___ Input data ___

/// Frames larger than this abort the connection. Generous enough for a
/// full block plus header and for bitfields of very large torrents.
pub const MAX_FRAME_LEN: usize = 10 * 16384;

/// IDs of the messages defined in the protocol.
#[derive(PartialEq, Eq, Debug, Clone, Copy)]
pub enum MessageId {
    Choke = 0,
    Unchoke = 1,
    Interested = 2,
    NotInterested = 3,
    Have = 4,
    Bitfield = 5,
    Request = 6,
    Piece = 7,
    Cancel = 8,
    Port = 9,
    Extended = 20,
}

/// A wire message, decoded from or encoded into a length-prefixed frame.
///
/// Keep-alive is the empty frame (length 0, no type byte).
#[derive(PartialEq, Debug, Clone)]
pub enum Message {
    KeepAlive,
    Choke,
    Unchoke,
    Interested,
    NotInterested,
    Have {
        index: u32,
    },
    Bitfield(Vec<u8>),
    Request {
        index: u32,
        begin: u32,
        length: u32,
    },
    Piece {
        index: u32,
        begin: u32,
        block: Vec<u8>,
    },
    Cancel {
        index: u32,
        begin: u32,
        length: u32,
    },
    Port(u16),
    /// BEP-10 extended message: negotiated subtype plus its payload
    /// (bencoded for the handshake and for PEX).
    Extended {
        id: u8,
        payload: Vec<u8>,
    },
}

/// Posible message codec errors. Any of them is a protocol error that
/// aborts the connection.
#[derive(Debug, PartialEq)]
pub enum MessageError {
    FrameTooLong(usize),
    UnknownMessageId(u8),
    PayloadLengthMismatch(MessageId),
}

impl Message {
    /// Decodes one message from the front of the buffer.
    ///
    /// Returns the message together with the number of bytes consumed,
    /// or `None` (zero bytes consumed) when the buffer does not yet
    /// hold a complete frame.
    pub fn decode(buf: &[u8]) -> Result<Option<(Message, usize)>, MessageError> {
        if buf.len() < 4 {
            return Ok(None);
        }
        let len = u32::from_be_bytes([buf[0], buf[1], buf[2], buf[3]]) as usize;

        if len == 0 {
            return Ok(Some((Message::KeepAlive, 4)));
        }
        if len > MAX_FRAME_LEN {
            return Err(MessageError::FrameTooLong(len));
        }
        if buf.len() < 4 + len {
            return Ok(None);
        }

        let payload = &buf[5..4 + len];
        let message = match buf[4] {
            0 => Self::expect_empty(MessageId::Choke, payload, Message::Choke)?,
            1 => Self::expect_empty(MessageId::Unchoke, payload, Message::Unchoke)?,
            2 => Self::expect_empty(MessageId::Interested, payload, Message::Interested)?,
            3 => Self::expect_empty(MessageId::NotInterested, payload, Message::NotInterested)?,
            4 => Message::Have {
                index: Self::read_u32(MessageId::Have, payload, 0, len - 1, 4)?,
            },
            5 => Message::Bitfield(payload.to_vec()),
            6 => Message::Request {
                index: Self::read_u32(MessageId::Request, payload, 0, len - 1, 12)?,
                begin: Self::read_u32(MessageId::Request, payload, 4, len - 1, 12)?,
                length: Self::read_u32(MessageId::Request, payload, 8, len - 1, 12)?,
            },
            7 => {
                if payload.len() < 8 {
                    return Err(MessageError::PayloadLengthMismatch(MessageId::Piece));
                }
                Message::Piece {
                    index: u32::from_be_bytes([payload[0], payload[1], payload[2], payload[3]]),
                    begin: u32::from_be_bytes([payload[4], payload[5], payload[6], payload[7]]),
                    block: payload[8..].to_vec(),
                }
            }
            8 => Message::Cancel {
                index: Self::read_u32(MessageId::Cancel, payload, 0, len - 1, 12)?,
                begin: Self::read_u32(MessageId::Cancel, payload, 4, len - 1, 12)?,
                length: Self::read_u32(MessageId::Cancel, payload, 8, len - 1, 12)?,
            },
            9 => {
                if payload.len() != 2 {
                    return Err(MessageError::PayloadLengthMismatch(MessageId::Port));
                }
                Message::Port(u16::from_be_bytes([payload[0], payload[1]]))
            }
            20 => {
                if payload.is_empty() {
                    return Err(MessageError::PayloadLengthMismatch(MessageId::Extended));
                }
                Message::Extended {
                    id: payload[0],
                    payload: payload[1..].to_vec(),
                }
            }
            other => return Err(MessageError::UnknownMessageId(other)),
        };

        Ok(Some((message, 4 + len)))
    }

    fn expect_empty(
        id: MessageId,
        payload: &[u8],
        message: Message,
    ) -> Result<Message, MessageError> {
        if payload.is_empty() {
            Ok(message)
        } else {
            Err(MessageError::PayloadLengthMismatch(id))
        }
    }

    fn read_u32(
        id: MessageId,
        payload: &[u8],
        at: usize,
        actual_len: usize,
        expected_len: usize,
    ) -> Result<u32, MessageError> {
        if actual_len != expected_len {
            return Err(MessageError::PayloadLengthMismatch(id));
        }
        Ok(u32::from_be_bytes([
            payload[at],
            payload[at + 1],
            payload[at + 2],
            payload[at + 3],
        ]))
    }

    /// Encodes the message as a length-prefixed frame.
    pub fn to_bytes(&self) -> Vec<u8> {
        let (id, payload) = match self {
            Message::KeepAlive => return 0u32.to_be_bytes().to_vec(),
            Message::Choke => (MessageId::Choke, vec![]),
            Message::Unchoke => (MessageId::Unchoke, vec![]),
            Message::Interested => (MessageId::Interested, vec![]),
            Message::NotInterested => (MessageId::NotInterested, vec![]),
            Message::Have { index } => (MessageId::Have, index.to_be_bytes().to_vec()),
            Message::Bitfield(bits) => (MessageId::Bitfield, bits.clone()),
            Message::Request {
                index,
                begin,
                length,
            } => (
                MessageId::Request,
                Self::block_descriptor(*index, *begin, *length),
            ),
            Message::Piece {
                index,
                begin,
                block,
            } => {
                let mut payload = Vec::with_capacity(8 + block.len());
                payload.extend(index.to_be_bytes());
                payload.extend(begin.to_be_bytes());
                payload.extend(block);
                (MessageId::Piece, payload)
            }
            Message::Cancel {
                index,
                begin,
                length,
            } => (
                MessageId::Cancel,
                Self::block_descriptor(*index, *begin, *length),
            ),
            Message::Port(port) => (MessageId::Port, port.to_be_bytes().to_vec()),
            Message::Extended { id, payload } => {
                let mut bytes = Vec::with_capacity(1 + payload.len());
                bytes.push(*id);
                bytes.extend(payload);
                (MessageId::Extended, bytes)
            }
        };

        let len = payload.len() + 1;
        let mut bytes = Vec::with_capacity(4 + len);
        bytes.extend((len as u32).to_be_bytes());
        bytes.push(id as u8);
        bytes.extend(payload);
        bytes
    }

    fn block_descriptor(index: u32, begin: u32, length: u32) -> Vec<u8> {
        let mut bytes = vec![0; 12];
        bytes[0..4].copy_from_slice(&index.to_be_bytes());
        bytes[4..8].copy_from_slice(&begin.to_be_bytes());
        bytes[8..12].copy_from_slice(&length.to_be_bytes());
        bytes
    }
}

___

▶ [Exercise objective] Search the records for the word "consumed" and copy out every line that holds it.

▶ [The completed task]
    /// Returns the message together with the number of bytes consumed,
    /// or `None` (zero bytes consumed) when the buffer does not yet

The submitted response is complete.